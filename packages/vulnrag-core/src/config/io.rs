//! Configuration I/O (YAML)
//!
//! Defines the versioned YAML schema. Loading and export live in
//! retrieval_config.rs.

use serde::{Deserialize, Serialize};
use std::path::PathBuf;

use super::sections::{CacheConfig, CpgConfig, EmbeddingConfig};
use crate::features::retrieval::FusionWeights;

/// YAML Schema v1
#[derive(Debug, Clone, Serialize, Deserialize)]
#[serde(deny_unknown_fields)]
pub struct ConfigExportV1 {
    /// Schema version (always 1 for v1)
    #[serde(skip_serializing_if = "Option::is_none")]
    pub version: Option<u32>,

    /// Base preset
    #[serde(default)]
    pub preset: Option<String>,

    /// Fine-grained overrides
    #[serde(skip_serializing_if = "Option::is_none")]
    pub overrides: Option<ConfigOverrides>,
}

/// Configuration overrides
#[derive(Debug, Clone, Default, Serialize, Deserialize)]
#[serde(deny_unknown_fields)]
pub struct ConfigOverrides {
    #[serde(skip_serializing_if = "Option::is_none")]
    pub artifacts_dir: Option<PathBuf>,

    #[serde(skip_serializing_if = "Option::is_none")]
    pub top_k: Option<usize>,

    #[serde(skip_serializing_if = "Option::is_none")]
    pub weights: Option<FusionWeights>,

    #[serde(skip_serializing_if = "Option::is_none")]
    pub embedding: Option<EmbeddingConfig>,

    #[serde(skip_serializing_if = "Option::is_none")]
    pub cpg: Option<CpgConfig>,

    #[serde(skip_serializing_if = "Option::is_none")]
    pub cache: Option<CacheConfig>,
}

--------

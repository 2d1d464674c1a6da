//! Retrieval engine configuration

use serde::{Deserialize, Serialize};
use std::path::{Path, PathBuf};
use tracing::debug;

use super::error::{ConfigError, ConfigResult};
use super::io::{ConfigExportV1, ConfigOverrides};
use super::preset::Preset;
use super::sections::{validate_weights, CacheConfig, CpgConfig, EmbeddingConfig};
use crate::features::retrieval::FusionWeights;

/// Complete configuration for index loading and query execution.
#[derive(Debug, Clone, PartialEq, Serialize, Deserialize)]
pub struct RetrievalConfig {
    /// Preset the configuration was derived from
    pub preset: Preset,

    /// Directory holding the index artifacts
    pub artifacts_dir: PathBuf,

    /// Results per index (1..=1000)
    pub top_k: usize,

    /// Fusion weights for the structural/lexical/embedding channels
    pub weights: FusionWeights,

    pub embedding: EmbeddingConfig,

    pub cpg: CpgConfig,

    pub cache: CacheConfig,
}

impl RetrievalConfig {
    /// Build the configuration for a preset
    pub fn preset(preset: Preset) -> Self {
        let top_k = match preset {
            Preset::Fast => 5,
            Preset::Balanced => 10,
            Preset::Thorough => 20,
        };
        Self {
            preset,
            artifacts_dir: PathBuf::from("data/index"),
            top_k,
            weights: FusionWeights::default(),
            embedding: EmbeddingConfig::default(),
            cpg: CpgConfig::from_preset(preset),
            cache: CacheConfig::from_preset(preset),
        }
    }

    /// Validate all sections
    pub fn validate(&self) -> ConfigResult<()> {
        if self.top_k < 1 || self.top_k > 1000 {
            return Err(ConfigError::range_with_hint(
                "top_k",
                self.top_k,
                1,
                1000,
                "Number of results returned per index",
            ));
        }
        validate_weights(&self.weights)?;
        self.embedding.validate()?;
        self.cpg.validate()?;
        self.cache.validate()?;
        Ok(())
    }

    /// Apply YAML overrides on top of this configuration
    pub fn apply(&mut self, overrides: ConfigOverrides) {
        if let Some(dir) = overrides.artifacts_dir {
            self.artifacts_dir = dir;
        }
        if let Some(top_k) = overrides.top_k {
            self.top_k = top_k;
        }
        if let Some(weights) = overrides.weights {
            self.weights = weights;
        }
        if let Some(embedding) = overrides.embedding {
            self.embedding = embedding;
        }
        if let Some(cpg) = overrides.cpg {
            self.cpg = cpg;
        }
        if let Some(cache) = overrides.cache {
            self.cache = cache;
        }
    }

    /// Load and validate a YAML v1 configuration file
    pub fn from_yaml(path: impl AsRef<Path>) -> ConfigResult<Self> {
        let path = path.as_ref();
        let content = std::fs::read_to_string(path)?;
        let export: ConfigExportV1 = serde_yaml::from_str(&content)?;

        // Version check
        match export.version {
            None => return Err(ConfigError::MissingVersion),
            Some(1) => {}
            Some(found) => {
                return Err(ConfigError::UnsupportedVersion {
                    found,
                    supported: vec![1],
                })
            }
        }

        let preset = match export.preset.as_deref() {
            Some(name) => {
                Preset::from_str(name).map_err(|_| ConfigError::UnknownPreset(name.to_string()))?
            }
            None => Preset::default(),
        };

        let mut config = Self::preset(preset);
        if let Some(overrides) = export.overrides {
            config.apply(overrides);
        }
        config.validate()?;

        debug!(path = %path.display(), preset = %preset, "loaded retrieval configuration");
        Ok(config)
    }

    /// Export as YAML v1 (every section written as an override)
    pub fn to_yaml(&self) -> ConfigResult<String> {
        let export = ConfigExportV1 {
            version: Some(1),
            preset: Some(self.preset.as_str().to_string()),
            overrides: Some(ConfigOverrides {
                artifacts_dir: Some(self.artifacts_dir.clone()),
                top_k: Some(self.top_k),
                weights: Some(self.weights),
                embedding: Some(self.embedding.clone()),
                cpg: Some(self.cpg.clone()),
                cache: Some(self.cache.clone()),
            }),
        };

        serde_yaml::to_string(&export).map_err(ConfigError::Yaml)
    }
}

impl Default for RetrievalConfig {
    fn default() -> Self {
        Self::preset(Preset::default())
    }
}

--------

* _WORK ORDER_: Retype the entries above exactly, but only from the line containing "filename packages/vulnrag-core/src/config/io.rs" through the line containing "YAML Schema v1", both included.

* _WRITTEN RESPONSE_:
filename packages/vulnrag-core/src/config/io.rs
//! Configuration I/O (YAML)
//!
//! Defines the versioned YAML schema. Loading and export live in
//! retrieval_config.rs.

use serde::{Deserialize, Serialize};
use std::path::PathBuf;

use super::sections::{CacheConfig, CpgConfig, EmbeddingConfig};
use crate::features::retrieval::FusionWeights;

/// YAML Schema v1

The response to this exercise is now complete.